Внутри дома каноника царила странная атмосфера. Обиталище старика Эйврила имело собственное лицо, столь же узнаваемое и располагающее, как и лицо хозяина. То было место столь уютное и любимое, что в этих тихих пределах какое бы то ни было насилие казалось вообще немыслимым. Теперь, однако, оно подступило слишком близко, чтобы с его существованием не считаться, и дом перестал быть надежной защитой. Аманда выдала обобщенный образ происходящего, сказав, что это как если бы вдруг сквозь нарядный расписной потолок начала сочиться вода. Шло непрестанное, невосполнимое разрушение гармонии. И никто не мог знать, будет ли ему конец.

Аманда сидела рядом с Мэг в ее гостиной на ковре у огня, двинувшись поближе к уютному пламени. Мистер Кэмпион стоял тут же, опершись острым локтем о каминную полку. Говорили они несколько более скованно, чем хотели, потому что за их спиной лениво покачивался в кресле юный Руперт. Он изрядно мешал, но ни у кого не хватало смелости отослать его на первый этаж. Недалекий путь — два лестничных пролета — за прошедшие два часа сделался очень длинным и пустынным.

— Ну а если бы Джефф предупредил вас, все равно не удалось поймать того человека, не так ли?

Мэг уже задавала мистеру Кэмпиону этот вопрос, но ответ успела забыть. Сейчас она казалась совершенно очаровательной, сидя на полу и изящно подогнув под себя стройные ноги.

— А что, инспектор Люк это тоже понимает?

Мистер Кэмпион улыбнулся ей из-под стекол своих очков.

— Наш доблестный старший инспектор, разумеется, в своем уме, — заметил он непринужденно. — Джефф тогда ведь чудом ухитрился привлечь к себе внимание. Это стоило огромных усилий, можешь быть уверена! Ведь он был почти готов, когда мы подошли, а представляешь, какая боль, когда отдирают пластырь вместе с вросшей в него за ночь щетиной! Но единственной его мыслью было сказать нам про Хэйвока. Разумеется, он не вполне понимал, что это за человек, и к тому времени вся компания бесследно исчезла в тумане, — он усмехнулся, — и слава Богу! Миновало время, когда юный Альберт безоружный кидался в бой. Хэйвок — это работа для полиции, серьезная тяжелая работа с последующей раздачей медалей и поощрений. Если кто и впал в охотничий азарт, то это Джефф, а не я. Как же он беспокоился, что мы их упустим! Нет, в нем определенно что-то есть, в этом твоем молодом человеке. Пожалуй, теперь я даже и не очень возражаю, чтобы ты ушла к нему от нас.

Она наградила его благодарной улыбкой и вновь погрузилась в обступавший со всех сторон ужас.

— Дай тебе Бог, дорогой, — пробормотала она. — Я так только спросила.
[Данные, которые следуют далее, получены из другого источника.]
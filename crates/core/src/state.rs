//! Shared search state: the committed query, filters, and scope read by
//! result views.
//!
//! One writer (the coordinator) stages fields through [`SearchSink`] and
//! publishes them with `trigger_search`. Readers only ever see whole
//! [`CommittedSearchRequest`] values; staged fields stay invisible until the
//! trigger replaces the previous request as one unit.

use std::sync::atomic::{AtomicU64, Ordering};
use std::sync::{Arc, Mutex};

use tokio::sync::watch;
use tracing::debug;

use crate::types::{CommittedSearchRequest, SearchScope, StructuredFilters};

/// Write side of the shared search state.
pub trait SearchSink: Send + Sync {
    fn set_query(&self, query: String);
    fn set_filters(&self, filters: StructuredFilters);
    fn set_scope(&self, scope: SearchScope);
    /// Publish the staged fields and fire the search event.
    fn trigger_search(&self);
}

#[derive(Default)]
struct Staged {
    query: String,
    filters: StructuredFilters,
    scope: SearchScope,
}

pub struct SharedSearchState {
    staged: Mutex<Staged>,
    committed: watch::Sender<Option<Arc<CommittedSearchRequest>>>,
    generation: AtomicU64,
}

impl Default for SharedSearchState {
    fn default() -> Self {
        Self::new()
    }
}

impl SharedSearchState {
    pub fn new() -> Self {
        let (tx, _rx) = watch::channel(None);
        Self { staged: Mutex::new(Staged::default()), committed: tx, generation: AtomicU64::new(0) }
    }

    /// Current committed request, if any.
    pub fn current(&self) -> Option<Arc<CommittedSearchRequest>> {
        self.committed.borrow().clone()
    }

    pub fn query(&self) -> String {
        self.current().map(|r| r.query.clone()).unwrap_or_default()
    }

    pub fn filters(&self) -> StructuredFilters {
        self.current().map(|r| r.filters).unwrap_or_default()
    }

    pub fn scope(&self) -> SearchScope {
        self.current().map(|r| r.scope).unwrap_or_default()
    }

    /// Number of search events fired so far.
    pub fn generation(&self) -> u64 {
        self.generation.load(Ordering::SeqCst)
    }

    /// Receiver notified on every published request or clear.
    pub fn subscribe(&self) -> watch::Receiver<Option<Arc<CommittedSearchRequest>>> {
        self.committed.subscribe()
    }

    /// Drop the committed request. Does not fire a search event.
    pub fn clear(&self) {
        *self.lock_staged() = Staged::default();
        self.committed.send_replace(None);
        debug!("Cleared committed search");
    }

    fn lock_staged(&self) -> std::sync::MutexGuard<'_, Staged> {
        self.staged.lock().unwrap_or_else(|poisoned| poisoned.into_inner())
    }
}

impl SearchSink for SharedSearchState {
    fn set_query(&self, query: String) {
        self.lock_staged().query = query;
    }

    fn set_filters(&self, filters: StructuredFilters) {
        self.lock_staged().filters = filters;
    }

    fn set_scope(&self, scope: SearchScope) {
        self.lock_staged().scope = scope;
    }

    fn trigger_search(&self) {
        let request = {
            let staged = self.lock_staged();
            CommittedSearchRequest {
                query: staged.query.clone(),
                filters: staged.filters,
                scope: staged.scope,
            }
        };
        self.committed.send_replace(Some(Arc::new(request)));
        let generation = self.generation.fetch_add(1, Ordering::SeqCst) + 1;
        debug!(generation, "Search triggered");
    }
}
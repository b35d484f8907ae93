//! Catalog snapshots and the price bounds derived from them.
//!
//! Only `price` is read from catalog items. A missing, `null`, non-numeric, or
//! non-finite price is treated as absent and excluded from the bounds.

use serde::{Deserialize, Deserializer, Serialize};
use std::path::Path;
use tracing::{debug, info};

use crate::error::LoadError;

/// Bounds used when no item in the snapshot carries a usable price.
pub const FALLBACK_BOUNDS: PriceBounds = PriceBounds { min: 0.0, max: 100.0 };

// ---------------------------------------------------------------------------
// Catalog items
// ---------------------------------------------------------------------------

/// A priced catalog entry. Any other fields in the source JSON are ignored.
#[derive(Debug, Clone, Copy, PartialEq, Default, Serialize, Deserialize)]
pub struct CatalogItem {
    #[serde(default, deserialize_with = "lenient_price")]
    pub price: Option<f64>,
}

impl CatalogItem {
    pub fn priced(price: f64) -> Self {
        Self { price: Some(price) }
    }

    /// The price if it is usable for bounds computation.
    pub fn usable_price(&self) -> Option<f64> {
        self.price.filter(|p| p.is_finite())
    }
}

fn lenient_price<'de, D>(deserializer: D) -> Result<Option<f64>, D::Error>
where
    D: Deserializer<'de>,
{
    let value = serde_json::Value::deserialize(deserializer)?;
    Ok(value.as_f64().filter(|p| p.is_finite()))
}

/// An ordered, immutable view of the catalog at one point in time.
#[derive(Debug, Clone, PartialEq, Default, Serialize, Deserialize)]
#[serde(transparent)]
pub struct CatalogSnapshot {
    pub items: Vec<CatalogItem>,
}

impl CatalogSnapshot {
    pub fn new(items: Vec<CatalogItem>) -> Self {
        Self { items }
    }

    pub fn from_prices(prices: &[f64]) -> Self {
        Self::new(prices.iter().copied().map(CatalogItem::priced).collect())
    }

    pub fn len(&self) -> usize {
        self.items.len()
    }

    pub fn is_empty(&self) -> bool {
        self.items.is_empty()
    }

    pub fn bounds(&self) -> PriceBounds {
        PriceBounds::from_snapshot(self)
    }
}

/// Source of the current catalog snapshot.
pub trait CatalogProvider {
    fn catalog_snapshot(&self) -> CatalogSnapshot;
}

impl CatalogProvider for CatalogSnapshot {
    fn catalog_snapshot(&self) -> CatalogSnapshot {
        self.clone()
    }
}

/// Load a catalog from a JSON array of items.
pub fn load_catalog(path: &Path) -> Result<CatalogSnapshot, LoadError> {
    let content = std::fs::read_to_string(path)
        .map_err(|source| LoadError::Read { path: path.display().to_string(), source })?;
    let snapshot: CatalogSnapshot = serde_json::from_str(&content)
        .map_err(|source| LoadError::Parse { path: path.display().to_string(), source })?;

    let priced = snapshot.items.iter().filter(|i| i.usable_price().is_some()).count();
    info!(path = %path.display(), items = snapshot.len(), priced, "Loaded catalog");
    Ok(snapshot)
}

// ---------------------------------------------------------------------------
// Price bounds
// ---------------------------------------------------------------------------

/// Whole-number price range spanning the catalog.
#[derive(Debug, Clone, Copy, PartialEq, Serialize, Deserialize)]
pub struct PriceBounds {
    pub min: f64,
    pub max: f64,
}

impl Default for PriceBounds {
    fn default() -> Self {
        FALLBACK_BOUNDS
    }
}

impl PriceBounds {
    /// `floor` of the lowest and `ceil` of the highest usable price, or the
    /// fallback bounds when nothing is priced.
    pub fn from_snapshot(snapshot: &CatalogSnapshot) -> Self {
        Self::from_snapshot_or(snapshot, FALLBACK_BOUNDS)
    }

    pub fn from_snapshot_or(snapshot: &CatalogSnapshot, fallback: PriceBounds) -> Self {
        let mut prices = snapshot.items.iter().filter_map(CatalogItem::usable_price);
        let Some(first) = prices.next() else {
            debug!(min = fallback.min, max = fallback.max, "No priced items, using fallback bounds");
            return fallback;
        };
        let (lo, hi) = prices.fold((first, first), |(lo, hi), p| (lo.min(p), hi.max(p)));
        PriceBounds { min: lo.floor(), max: hi.ceil() }
    }

    /// Clamp a requested range into these bounds, ordered so `min <= max`.
    pub fn clamp(&self, min: f64, max: f64) -> (f64, f64) {
        let lo = if min.is_finite() { min.clamp(self.min, self.max) } else { self.min };
        let hi = if max.is_finite() { max.clamp(self.min, self.max) } else { self.max };
        if lo <= hi {
            (lo, hi)
        } else {
            (hi, lo)
        }
    }
}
Надеюсь, с ним не случилось ничего по-настоящему серьезного, никаких травм не проглядели? А то с ним что-то слишком долго занимаются!

— Просто Лагг привык все делать основательно, — поспешила напомнить Аманда. — Воскрешение из мертвых и без того дело хлопотное, а при участии Сэма оно еще затянется. Думаю, они вообразили себя боксерскими секундантами. Сэм, тот уже все заранее приготовил. Более профессиональной работы ты в жизни не видела! Они его замучают своими заботами, если только он не потеряет терпения и не выпихнет оттуда обоих! Ничего, слишком долго они не провозятся, потому что вот-вот прибудет Люк! — ее тонкая смуглая рука легла на плечо девушки. — Он в полном порядке, милая. С ним все хорошо!

Мэг искоса, украдкой поглядела на нее глазами, полными слез.

— Я дурочка, — произнесла она виноватым голосом. — Но это просто от облегчения, реакция и все такое. Мне уже казалось, что я его потеряла навсегда, а прежде я ведь даже не понимала, насколько он мне дорог, — тряхнув головой, она отбросила с лица пушистую светлую прядь и заговорила напрямик. — Все это мне кажется каким-то полным бредом. Один человек прямо из тюрьмы дает приказ другому человеку изображать Мартина, чтобы не дать мне выйти за Джеффа. А потом, когда это не срабатывает, он совершает сначала побег, а потом и все эти кошмарные вещи. Ясно, что он маньяк, но от этого не легче. Безумие, с которым сталкиваешься лицом к лицу — что может быть на свете страшнее!